Why does this exist?

To help keep track of Fediverse’s growth (or stagnation T_T).

The-federation.info, FediDB.org, Fediverse.Observer and other public hubs provide some numbers, but most of them don’t automatically discover new servers; the only exception is fediverse.observer. As known instances slowly disappear, these hubs can give an impression that Fediverse is shrinking. This crawler discovers new nodes so hubs don’t have to.

Another raison d’être is to enable novel applications that need such a list. We don’t know what they are just yet. A service that recommends instances to newcomers? Some sort of a cataloguing effort? Global search? We want you to go straight to building that, without spending your energy on re-inventing the “Fediverse crawler” wheel.

How to remove a node from this list?

You can only do this if you’re the node’s administrator.

If you’re running GNU Social or Friendica: set the site.private property to 1 or true in the StatusNet config.

If you’re running Hubzilla or Red: set hide_in_statistics property to 1 or true in siteinfo.json.

If you’re running anything else: add the following to your robots.txt:

User-agent: MinoruFediverseCrawler
Disallow: /

How to add a node to this list?

Simply follow someone on Fediverse ツ Soon enough, the crawler will discover the node and add it to the list.

Make sure the instance didn’t opt out of statistics as described above.

If you did that, and after a week the instance still isn’t on the list, please file an issue.

What exactly does the list contain?

It’s a JSON array of hostnames of all alive nodes that are known to the crawler.

“Alive” means any instance that responded with NodeInfo at least once within the last week. It doesn’t imply that the instance federates with anyone, or has a web UI, or is working right now.

Conversely, if an instance is missing from this list, it doesn’t mean the instance doesn’t exist. It could be blocking access to NodeInfo, or its address could be unreachable from the crawler’s host (as is the case with Tor and I2P addresses).

“Known” means that the crawler has seen the hostname in someone’s peer list. As of 2021-11-09, the crawler requests /api/v1/instance/peers endpoint from Mastodon, Pleroma, Misskey, BookWyrm, and Smithereen servers.

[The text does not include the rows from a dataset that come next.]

//! Stat counter interpolation.
//!
//! A [`StatAnimation`] is one linear run from the displayed counters to a
//! target; sampling it is a pure function of the clock. [`StatAnimator`]
//! owns at most one run at a time and hands out a [`RunHandle`] per run so a
//! scheduler can tell when its run has been replaced.

use std::time::{Duration, Instant};

use crate::model::StatTriple;

/// Length of every stat animation run.
pub const ANIMATION_DURATION: Duration = Duration::from_millis(500);

/// One interpolation run from `from` to `to`.
#[derive(Debug, Clone, Copy, PartialEq, Eq)]
pub struct StatAnimation {
    from: StatTriple,
    to: StatTriple,
    started_at: Instant,
    duration: Duration,
}

impl StatAnimation {
    pub fn new(from: StatTriple, to: StatTriple, started_at: Instant, duration: Duration) -> Self {
        Self {
            from,
            to,
            started_at,
            duration,
        }
    }

    /// Fraction of the run elapsed at `now`, clamped to `[0, 1]`.
    pub fn progress(&self, now: Instant) -> f64 {
        if self.duration.is_zero() {
            return 1.0;
        }
        let elapsed = now.saturating_duration_since(self.started_at);
        (elapsed.as_secs_f64() / self.duration.as_secs_f64()).clamp(0.0, 1.0)
    }

    /// Counter values at `now`. Exactly `to` once the duration has elapsed.
    pub fn sample(&self, now: Instant) -> StatTriple {
        let progress = self.progress(now);
        StatTriple {
            materials: lerp_floor(self.from.materials, self.to.materials, progress),
            flashcards: lerp_floor(self.from.flashcards, self.to.flashcards, progress),
            classes: lerp_floor(self.from.classes, self.to.classes, progress),
        }
    }

    pub fn is_finished(&self, now: Instant) -> bool {
        self.progress(now) >= 1.0
    }
}

fn lerp_floor(from: u32, to: u32, progress: f64) -> u32 {
    let from = f64::from(from);
    let to = f64::from(to);
    (from + (to - from) * progress).floor().max(0.0) as u32
}

/// Identifies one run started by a [`StatAnimator`].
#[derive(Debug, Clone, Copy, PartialEq, Eq, Hash, PartialOrd, Ord)]
pub struct RunHandle(u64);

/// Result of ticking a live run.
#[derive(Debug, Clone, Copy, PartialEq, Eq)]
pub struct Frame {
    pub stats: StatTriple,
    /// The run reached its target; no further ticks should be scheduled.
    pub done: bool,
}

/// Restartable animator holding the displayed counters.
#[derive(Debug, Clone)]
pub struct StatAnimator {
    displayed: StatTriple,
    run: Option<(RunHandle, StatAnimation)>,
    next_run: u64,
    duration: Duration,
}

impl Default for StatAnimator {
    fn default() -> Self {
        Self::new(StatTriple::ZERO)
    }
}

impl StatAnimator {
    pub fn new(displayed: StatTriple) -> Self {
        Self {
            displayed,
            run: None,
            next_run: 1,
            duration: ANIMATION_DURATION,
        }
    }

    /// Counters as last displayed.
    pub fn displayed(&self) -> StatTriple {
        self.displayed
    }

    pub fn is_running(&self) -> bool {
        self.run.is_some()
    }

    pub fn current_run(&self) -> Option<RunHandle> {
        self.run.map(|(handle, _)| handle)
    }

    /// Start a run from the displayed counters toward `to`, replacing any
    /// run in flight.
    pub fn start(&mut self, to: StatTriple, now: Instant) -> RunHandle {
        if let Some((old, _)) = self.run.take() {
            tracing::debug!(run = old.0, "stat animation superseded");
        }

        let handle = RunHandle(self.next_run);
        self.next_run += 1;
        self.run = Some((
            handle,
            StatAnimation::new(self.displayed, to, now, self.duration),
        ));
        tracing::debug!(run = handle.0, from = %self.displayed, to = %to, "stat animation started");
        handle
    }

    /// Advance `handle`'s run to `now`.
    ///
    /// Returns `None` when the handle is not the live run (cancelled,
    /// superseded, or already finished); the caller should stop ticking.
    pub fn tick(&mut self, handle: RunHandle, now: Instant) -> Option<Frame> {
        let (live, animation) = self.run?;
        if live != handle {
            return None;
        }

        let stats = animation.sample(now);
        let done = animation.is_finished(now);
        self.displayed = stats;
        if done {
            self.run = None;
        }
        Some(Frame { stats, done })
    }

    /// Stop `handle`'s run, keeping whatever is displayed.
    ///
    /// Returns `false` when the run was no longer live; calling it again is
    /// harmless.
    pub fn cancel(&mut self, handle: RunHandle) -> bool {
        match self.run {
            Some((live, _)) if live == handle => {
                self.run = None;
                tracing::debug!(run = handle.0, "stat animation cancelled");
                true
            }
            _ => false,
        }
    }
}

If an instance doesn’t federate with anyone, it would be missing from the peers lists, and the crawler won’t know about its existence.

Only hostnames are included in the list; no ports, no URL schemas (HTTPS and 443 are assumed). Furthermore, only hostnames whose suffixes are on the Public Suffix List are allowed.

How often is the list updated?

About every six hours.

Please do not fetch the list very often. It doesn’t make sense; only a couple instances appear and die every day, and you probably don’t need to know about it right away. This is not a monitoring service.

The nodes themselves are checked about once a day. The crawler also maintains internal lists of “moved” and “dead” instances, which are checked once a week (just in case they come back to life). The checks are spread throughout the day with some jitter, that’s why the list is updated more often than the check period.

Crawler’s user agent string is Minoru's Fediverse Crawler (+https://nodes.fediverse.party). It makes requests from the following IP addresses:

Historical addresses, in case you need to grep your logs or something:

Who is responsible for this list?

Alexander Batischev AKA Minoru, whom you can reach on Fediverse at @minoru@functional.cafe or by email at eual.jp@gmail.com. My PGP key is 0x356961a20c8bfd03.

Kudos to @lightone@mastodon.xyz for all the discussions and all the ideas she brought to this project!

Where is the code?

See github.com/Minoru/minoru-fediverse-crawler. I’ll gladly move to a self-hosted Gitea instance once ForgeFed becomes a reality ^_^

The code is licensed under AGPL 3.0+.